■ Problem requirements
Scan the entries for the word "content" and report how many lines contain it, as a number with no other words.
##############################
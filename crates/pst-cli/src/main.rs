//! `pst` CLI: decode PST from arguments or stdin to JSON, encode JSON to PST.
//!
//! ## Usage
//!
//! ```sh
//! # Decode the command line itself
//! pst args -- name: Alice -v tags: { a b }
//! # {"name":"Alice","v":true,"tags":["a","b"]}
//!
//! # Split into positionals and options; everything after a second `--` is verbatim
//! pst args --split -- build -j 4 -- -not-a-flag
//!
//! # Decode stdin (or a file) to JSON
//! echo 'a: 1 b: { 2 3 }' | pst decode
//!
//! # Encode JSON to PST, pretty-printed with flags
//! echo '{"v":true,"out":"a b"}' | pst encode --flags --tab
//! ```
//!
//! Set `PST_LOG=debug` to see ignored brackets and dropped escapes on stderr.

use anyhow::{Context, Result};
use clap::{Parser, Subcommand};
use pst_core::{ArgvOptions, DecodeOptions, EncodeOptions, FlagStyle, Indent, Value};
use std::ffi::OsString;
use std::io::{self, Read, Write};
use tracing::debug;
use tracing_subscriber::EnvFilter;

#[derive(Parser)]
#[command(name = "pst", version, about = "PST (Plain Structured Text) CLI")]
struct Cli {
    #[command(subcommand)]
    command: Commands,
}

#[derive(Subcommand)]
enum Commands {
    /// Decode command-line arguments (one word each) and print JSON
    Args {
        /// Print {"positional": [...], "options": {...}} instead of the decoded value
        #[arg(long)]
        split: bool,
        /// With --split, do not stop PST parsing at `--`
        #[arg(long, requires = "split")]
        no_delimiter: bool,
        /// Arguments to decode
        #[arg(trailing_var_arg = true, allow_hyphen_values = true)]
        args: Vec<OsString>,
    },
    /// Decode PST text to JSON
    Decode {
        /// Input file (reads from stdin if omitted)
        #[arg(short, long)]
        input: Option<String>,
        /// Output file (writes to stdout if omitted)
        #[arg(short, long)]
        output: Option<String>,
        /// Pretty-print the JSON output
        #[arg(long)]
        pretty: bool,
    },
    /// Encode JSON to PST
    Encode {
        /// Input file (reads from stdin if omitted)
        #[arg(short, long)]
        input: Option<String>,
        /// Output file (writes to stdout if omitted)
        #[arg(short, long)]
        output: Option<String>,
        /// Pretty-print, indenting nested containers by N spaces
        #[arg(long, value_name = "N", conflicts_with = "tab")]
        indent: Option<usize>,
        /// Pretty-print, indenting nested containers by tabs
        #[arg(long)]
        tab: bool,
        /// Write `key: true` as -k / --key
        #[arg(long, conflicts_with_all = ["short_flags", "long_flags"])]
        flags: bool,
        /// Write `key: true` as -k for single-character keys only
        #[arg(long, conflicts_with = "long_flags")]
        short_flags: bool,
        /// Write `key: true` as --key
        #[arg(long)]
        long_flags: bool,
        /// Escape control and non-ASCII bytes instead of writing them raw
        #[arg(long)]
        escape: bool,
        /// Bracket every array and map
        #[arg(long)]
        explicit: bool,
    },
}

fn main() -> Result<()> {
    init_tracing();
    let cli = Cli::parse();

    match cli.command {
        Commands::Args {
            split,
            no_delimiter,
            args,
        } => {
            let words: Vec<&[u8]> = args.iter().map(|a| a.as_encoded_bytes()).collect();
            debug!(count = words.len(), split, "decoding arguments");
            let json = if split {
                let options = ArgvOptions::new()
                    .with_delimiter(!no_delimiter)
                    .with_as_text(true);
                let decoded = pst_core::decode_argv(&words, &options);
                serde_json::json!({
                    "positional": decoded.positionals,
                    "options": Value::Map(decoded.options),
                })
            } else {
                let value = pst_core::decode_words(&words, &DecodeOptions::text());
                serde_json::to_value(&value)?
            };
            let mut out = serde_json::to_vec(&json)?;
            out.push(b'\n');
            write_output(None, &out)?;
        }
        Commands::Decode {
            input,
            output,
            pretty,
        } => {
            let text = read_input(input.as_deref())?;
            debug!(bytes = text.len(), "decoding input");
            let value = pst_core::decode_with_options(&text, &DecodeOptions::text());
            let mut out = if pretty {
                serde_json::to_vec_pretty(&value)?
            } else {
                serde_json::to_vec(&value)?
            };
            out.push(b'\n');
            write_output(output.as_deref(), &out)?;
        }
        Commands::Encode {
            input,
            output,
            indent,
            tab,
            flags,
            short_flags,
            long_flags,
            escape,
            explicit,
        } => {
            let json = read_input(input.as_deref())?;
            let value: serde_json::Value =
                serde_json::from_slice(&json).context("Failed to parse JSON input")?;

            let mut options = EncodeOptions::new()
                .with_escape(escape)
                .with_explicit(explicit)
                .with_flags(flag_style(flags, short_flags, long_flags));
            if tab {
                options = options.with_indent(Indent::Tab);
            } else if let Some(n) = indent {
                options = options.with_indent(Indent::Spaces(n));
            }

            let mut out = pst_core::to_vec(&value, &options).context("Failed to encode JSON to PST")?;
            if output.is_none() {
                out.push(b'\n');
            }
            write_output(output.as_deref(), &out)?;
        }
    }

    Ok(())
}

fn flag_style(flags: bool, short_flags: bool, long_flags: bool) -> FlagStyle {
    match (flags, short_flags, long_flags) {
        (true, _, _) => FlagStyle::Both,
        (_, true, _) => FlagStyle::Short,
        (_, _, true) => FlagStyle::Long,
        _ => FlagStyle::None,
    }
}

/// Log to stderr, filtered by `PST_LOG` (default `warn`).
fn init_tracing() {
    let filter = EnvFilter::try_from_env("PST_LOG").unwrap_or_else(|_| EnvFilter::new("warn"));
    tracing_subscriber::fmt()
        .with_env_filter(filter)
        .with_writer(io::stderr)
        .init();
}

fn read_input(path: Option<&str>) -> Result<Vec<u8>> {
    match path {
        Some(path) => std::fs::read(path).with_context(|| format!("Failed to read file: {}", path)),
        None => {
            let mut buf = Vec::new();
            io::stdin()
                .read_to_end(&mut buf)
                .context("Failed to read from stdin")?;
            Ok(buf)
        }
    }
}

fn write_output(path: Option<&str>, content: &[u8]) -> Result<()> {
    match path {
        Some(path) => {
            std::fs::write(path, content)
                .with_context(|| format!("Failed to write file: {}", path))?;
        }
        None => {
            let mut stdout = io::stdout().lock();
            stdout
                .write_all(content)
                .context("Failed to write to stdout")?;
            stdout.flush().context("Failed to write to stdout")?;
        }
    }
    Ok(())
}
##############################
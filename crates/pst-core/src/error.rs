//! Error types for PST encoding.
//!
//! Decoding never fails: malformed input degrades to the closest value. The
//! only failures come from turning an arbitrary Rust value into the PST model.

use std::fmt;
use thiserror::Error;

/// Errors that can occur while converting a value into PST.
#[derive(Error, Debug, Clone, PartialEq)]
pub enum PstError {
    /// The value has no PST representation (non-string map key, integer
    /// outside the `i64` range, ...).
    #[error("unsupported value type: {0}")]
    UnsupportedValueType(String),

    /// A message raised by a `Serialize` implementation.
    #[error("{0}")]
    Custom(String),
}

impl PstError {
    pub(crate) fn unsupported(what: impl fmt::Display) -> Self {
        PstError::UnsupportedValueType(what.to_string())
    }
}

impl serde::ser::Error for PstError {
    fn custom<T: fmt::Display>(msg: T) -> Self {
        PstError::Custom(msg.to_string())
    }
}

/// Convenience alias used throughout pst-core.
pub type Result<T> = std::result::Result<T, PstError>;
##############################
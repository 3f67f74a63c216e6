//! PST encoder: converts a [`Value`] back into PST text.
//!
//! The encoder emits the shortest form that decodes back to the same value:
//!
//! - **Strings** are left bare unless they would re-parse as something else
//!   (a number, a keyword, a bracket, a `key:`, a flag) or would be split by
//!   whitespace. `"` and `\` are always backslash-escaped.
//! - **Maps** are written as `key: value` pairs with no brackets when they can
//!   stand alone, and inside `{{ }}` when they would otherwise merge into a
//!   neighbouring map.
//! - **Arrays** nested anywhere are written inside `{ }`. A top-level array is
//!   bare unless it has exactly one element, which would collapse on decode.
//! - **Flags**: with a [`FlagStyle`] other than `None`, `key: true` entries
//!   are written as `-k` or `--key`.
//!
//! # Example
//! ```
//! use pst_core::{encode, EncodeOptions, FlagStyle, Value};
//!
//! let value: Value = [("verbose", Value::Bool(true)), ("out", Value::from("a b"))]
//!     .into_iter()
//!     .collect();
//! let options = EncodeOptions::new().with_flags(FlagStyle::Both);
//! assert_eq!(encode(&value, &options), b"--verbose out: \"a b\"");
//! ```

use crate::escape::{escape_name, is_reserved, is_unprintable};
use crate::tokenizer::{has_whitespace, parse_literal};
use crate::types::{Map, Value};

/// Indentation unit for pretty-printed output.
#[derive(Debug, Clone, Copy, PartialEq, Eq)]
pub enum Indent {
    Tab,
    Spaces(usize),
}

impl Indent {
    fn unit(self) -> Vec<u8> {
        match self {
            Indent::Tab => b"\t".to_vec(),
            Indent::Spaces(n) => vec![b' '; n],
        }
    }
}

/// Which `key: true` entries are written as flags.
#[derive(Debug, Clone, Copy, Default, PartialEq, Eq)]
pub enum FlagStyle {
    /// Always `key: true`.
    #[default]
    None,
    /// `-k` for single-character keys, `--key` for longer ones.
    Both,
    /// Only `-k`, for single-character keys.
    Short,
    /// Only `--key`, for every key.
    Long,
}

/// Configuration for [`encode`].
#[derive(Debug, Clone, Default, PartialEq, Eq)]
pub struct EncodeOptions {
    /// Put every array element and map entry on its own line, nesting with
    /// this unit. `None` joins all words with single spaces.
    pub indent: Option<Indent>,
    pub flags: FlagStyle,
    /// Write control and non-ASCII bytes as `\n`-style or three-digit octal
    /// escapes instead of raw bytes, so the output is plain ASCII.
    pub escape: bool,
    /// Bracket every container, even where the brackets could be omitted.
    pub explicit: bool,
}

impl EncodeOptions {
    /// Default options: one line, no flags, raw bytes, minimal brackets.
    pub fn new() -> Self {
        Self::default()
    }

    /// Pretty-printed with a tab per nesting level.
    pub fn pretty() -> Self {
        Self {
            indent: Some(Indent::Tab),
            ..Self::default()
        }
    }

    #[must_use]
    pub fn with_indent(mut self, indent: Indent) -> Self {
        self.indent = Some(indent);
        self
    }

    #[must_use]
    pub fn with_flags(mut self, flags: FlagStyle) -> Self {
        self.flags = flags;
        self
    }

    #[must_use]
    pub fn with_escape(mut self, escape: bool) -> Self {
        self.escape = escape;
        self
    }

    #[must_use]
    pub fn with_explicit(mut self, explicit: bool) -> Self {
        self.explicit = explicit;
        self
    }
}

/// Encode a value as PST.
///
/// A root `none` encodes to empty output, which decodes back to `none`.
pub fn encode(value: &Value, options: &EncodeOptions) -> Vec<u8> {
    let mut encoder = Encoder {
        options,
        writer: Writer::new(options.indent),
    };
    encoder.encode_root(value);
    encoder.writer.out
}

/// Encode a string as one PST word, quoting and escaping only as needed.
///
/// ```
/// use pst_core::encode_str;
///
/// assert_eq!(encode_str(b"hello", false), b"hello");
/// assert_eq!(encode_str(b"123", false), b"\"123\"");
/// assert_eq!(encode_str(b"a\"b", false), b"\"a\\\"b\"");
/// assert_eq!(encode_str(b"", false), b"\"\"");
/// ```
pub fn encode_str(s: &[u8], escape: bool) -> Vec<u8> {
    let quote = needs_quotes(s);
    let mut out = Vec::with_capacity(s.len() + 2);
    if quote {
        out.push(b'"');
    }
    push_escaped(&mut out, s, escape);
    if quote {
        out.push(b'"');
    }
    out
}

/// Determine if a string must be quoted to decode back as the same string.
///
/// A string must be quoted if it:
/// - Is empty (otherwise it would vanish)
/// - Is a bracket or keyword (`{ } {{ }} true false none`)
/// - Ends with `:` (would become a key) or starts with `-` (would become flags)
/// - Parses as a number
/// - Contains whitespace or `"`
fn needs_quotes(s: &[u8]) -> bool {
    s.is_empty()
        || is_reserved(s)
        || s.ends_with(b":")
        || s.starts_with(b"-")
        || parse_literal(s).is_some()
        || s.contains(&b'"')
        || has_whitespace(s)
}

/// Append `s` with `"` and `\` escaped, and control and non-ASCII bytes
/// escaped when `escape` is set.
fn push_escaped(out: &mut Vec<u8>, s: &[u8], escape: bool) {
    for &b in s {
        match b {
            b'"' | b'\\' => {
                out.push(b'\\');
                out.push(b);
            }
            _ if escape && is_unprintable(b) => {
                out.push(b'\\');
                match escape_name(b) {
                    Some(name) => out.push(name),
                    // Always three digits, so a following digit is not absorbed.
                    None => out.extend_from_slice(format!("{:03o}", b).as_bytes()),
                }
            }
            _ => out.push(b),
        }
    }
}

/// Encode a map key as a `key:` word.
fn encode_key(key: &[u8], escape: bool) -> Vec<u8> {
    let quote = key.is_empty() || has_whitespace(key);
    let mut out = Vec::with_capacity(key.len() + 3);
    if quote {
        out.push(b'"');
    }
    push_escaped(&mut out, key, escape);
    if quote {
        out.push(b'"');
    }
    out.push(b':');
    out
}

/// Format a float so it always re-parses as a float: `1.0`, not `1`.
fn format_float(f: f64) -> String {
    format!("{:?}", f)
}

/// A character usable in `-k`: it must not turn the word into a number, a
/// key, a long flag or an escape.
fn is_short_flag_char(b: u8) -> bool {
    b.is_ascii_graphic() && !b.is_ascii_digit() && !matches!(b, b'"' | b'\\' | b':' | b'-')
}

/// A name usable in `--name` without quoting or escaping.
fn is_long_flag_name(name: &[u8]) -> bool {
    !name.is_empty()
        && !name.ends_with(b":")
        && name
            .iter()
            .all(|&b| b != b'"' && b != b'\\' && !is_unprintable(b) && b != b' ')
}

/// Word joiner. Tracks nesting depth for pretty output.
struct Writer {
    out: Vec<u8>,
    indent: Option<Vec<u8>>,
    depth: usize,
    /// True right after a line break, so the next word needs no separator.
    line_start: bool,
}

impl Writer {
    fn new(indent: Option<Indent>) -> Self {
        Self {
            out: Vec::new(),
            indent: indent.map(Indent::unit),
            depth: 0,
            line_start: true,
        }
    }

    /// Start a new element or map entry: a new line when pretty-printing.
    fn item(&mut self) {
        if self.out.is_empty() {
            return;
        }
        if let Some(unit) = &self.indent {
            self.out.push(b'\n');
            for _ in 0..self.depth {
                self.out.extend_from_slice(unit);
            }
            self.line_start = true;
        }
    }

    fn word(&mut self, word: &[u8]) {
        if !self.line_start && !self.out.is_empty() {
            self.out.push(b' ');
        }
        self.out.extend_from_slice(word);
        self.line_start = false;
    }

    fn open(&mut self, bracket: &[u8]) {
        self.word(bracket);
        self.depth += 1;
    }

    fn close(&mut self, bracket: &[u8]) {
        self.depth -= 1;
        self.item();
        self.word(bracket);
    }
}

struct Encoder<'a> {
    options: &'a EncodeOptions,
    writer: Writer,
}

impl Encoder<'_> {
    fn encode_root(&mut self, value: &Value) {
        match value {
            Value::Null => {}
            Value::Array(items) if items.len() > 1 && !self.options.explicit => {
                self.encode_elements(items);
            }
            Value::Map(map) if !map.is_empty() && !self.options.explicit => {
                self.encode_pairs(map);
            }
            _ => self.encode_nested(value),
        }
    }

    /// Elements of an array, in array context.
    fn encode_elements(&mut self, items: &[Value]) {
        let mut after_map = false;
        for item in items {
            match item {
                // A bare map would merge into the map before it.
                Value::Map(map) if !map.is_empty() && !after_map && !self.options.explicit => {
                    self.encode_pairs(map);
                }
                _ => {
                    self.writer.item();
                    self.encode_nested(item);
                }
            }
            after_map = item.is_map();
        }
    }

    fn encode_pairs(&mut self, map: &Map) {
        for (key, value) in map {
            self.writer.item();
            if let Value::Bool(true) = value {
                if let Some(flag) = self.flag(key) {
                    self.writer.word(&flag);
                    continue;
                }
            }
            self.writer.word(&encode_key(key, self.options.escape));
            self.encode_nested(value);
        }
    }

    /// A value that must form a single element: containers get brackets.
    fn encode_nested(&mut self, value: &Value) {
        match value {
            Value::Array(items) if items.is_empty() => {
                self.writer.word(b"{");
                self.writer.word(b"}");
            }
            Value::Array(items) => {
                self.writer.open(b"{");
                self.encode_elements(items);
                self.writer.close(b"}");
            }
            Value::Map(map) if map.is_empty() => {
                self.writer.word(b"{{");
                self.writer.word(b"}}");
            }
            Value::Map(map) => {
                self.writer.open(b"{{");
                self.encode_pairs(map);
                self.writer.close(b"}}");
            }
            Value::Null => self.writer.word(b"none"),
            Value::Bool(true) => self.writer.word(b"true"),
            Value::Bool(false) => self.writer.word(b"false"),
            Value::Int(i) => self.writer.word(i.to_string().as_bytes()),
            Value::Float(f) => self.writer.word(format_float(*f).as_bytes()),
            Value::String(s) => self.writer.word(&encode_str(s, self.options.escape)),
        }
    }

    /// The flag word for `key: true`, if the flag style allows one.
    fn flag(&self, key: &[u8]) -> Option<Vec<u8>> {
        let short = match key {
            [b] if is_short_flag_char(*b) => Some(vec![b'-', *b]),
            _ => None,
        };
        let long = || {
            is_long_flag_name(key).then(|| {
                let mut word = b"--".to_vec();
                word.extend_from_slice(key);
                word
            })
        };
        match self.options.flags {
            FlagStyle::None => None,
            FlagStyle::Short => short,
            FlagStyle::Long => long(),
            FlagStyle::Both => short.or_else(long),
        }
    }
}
##############################
■ Task output
3